ISSN 1671-3710
CN 11-4766/R
主办:中国科学院心理研究所
出版:科学出版社

心理科学进展 ›› 2022, Vol. 30 ›› Issue (4): 834-850.doi: 10.3724/SP.J.1042.2022.00834

• 研究前沿 • 上一篇    下一篇

预期错误在恐惧记忆更新中的作用与机制

李俊娇1, 陈伟2,3,4, 石佩2,3,4, 董媛媛2,3,4, 郑希付2,3,4()   

  1. 1广东第二师范学院教师教育学院, 广州 510303
    2华南师范大学心理学院, 广州 510631
    3华南师范大学心理应用研究中心, 广州 510631
    4广东省心理健康与认知科学重点实验室, 广州 510631
  • 收稿日期:2021-06-25 出版日期:2022-04-15 发布日期:2022-02-22
  • 通讯作者: 郑希付 E-mail:zhengxifu@m.scnu.edu.cn
  • 基金资助:
    国家自然科学基金项目(32000752);国家自然科学基金项目(31970996);广东省哲学社会科学规划项目(GD19YXL01);广东省教育科学“十三五”规划项目(2019JKDY025);教育部人文社会科学研究项目(20YJC190009)

The function and mechanisms of prediction error in updating fear memories

LI Junjiao1, CHEN Wei2,3,4, SHI Pei2,3,4, DONG Yuanyuan2,3,4, ZHENG Xifu2,3,4()   

  1. 1College of Teacher Education, Guangdong University of Education, Guangzhou 510303, China
    2School of Psychology, South China Normal University, Guangzhou 510631, China
    3Center for Studies of Psychological Application, South China Normal University, Guangzhou 510631, China
    4Guangdong Key Laboratory of Mental Health and Cognitive Science, Guangzhou 510631, China
  • Received:2021-06-25 Online:2022-04-15 Published:2022-02-22
  • Contact: ZHENG Xifu E-mail:zhengxifu@m.scnu.edu.cn

摘要:

依据错误驱动的学习理论, 行为预期结果与实际结果之间的不匹配即预期错误(Prediction error, PE)是学习产生的驱动因素。
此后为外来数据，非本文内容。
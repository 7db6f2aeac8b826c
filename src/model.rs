//! Node and relationship type contracts.
//!
//! A record type becomes usable with [`GraphRepository`] by implementing
//! [`GraphNode`]: the node's label is an associated constant and the
//! update-merge behavior is an explicit method, both resolved at compile
//! time. Relationship types implement [`GraphRelationship`] the same way.
//! Both traits are normally derived:
//!
//! ```ignore
//! use graphrepo::{GraphNode, GraphRelationship};
//! use serde::{Deserialize, Serialize};
//!
//! #[derive(GraphNode, Serialize, Deserialize, Default, Clone)]
//! #[graph(label = "Entity")]
//! pub struct Entity {
//!     #[serde(skip_serializing_if = "Option::is_none")]
//!     pub entity_id: Option<String>,
//!     #[serde(skip_serializing_if = "Option::is_none")]
//!     pub legal_name: Option<String>,
//! }
//!
//! #[derive(GraphRelationship, Serialize, Default)]
//! #[graph(rel_type = "Investor_Of")]
//! pub struct InvestorOf;
//! ```
//!
//! Mark optional fields with `skip_serializing_if = "Option::is_none"` so
//! unset values stay absent in the store instead of being written as nulls.
//!
//! [`GraphRepository`]: crate::repository::GraphRepository

use serde::de::DeserializeOwned;
use serde::Serialize;

/// A record type stored as a labeled node.
///
/// The serialized form of the type is its stored property set; every field
/// that should round-trip through the store must be independently
/// (de)serializable.
pub trait GraphNode: Serialize + DeserializeOwned + Send + Sync {
    /// The label nodes of this type carry in the store.
    const LABEL: &'static str;

    /// Overlays the set fields of `incoming` onto `self`.
    ///
    /// Fields left unset in `incoming` (a `None`) keep their current value;
    /// set fields replace it. Used by update to merge new values onto the
    /// stored node before re-writing its property set.
    fn overlay(&mut self, incoming: &Self);
}

/// A record type stored as a typed, directed relationship.
///
/// The serialized form, if non-empty, is persisted onto the edge when the
/// relationship is created.
pub trait GraphRelationship: Serialize + Send + Sync {
    /// The relationship type name in the store (e.g. `"Investor_Of"`).
    const TYPE: &'static str;
}
//! Crate error types.

use thiserror::Error;

use crate::graph::cypher::CypherParseError;

/// Errors surfaced by repository operations and the graph backend.
///
/// Failures reported by the store are propagated unchanged; this layer
/// performs no retries and no local recovery. A filtered read that matches
/// nothing is not an error — it is an empty result or `None`.
#[derive(Error, Debug)]
pub enum GraphError {
    /// Connection or driver-level failure from the Neo4j client.
    #[error("graph connection error: {0}")]
    Connection(#[from] neo4rs::Error),

    /// The store rejected or failed a composed statement.
    #[error("graph query error: {message}")]
    Query { message: String, query: String },

    /// A composed statement's RETURN clause could not be decoded.
    #[error("statement parse error: {0}")]
    Parse(#[from] CypherParseError),

    /// Configuration error.
    #[error("configuration error: {0}")]
    Config(#[from] crate::config::ConfigError),

    /// Row or parameter (de)serialization failure.
    #[error("{0}")]
    Internal(String),
}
作为显著性信息中的一种, 预期错误和物理显著性、惊讶、新异性等存在信息加工阶段的不同, 与记忆更新的关系也有差异。近年来, 记忆再巩固干预范式(reconsolidation interference)被证明可用于人类条件性恐惧记忆的更新, 其中记忆提取激活阶段所包含的预期错误起到了引发记忆“去稳定”、开启记忆再巩固的关键作用。在促进恐惧记忆更新的行为机制上, PE被认为是记忆去稳定的必要非充分条件。记忆提取必须包含适量的PE, 但其引发的是记忆去稳定、消退还是中间状态, 还需结合记忆本身性质确定。在促进恐惧记忆更新的神经机制上, 杏仁核、导水管周围灰质(PAG)、海马均在PE探测和计算过程中具有重要作用; 前额叶皮层(PFC)及其亚区在PE开启记忆再巩固过程中扮演了重要角色。上述过程又受到神经系统中特定神经递质的重要调节, 尤其是多巴胺能和谷氨酸能。未来研究应进一步探索基于PE计算模型的量化研究, 整合PE与其他边界条件的交互作用, 考察不同类型显著性在记忆再巩固中的作用等; 并亟待使用多学科手段探索PE在恐惧记忆更新中作用的神经与分子机制。同时, 需进一步开展PE作用的个体差异研究, 促进研究结果向临床应用转化。
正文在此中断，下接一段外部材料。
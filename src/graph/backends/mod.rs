//! Backend implementations of [`CypherExecutor`](crate::graph::CypherExecutor).
//!
//! A backend owns the driver connection and translates between this crate's
//! JSON row/parameter model and the driver's wire types. The repository
//! never talks to a driver directly, which keeps it testable against a mock
//! executor.

pub mod neo4j;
关键词: 预期错误, 条件性恐惧, 记忆更新, 再巩固, 提取干预范式

Abstract:

The error-driven learning theory believes that the reinforcement brought by the stimulus must be surprising or unpredictable for the individual to form learning. The mismatch between the expected consequence of behavior and the actual result, known as prediction error (PE), is the driving factor of learning, according to this theory. The Rescorla & Wagner model, the Pearce-Hall model, and the temporal difference (TD) model are the three most common models for calculating prediction error. The RW model and the TD model, in particular, have had a significant impact on the research of prediction error-driven learning and memory. Under different learning models, prediction error is classified as reward or punishment prediction error (RPE or PPE); positive or negative prediction error; and singed or unsigned prediction error (SPE or UPE). As a type of salience, PE is different from other types of saliences. Salience includes stimulus novelty, valence evaluation, stimulus rareness and other salience. Physical salience, surprise (unexpected novelty), and expected novelty are all types of novelty, but only unexpected novelty can promote dopamine release; physical salience with no direct rewards can only cause a short spike in dopamine. Prediction error, on the other hand, are mostly related to the recognition, result perception, and valence evaluation processes.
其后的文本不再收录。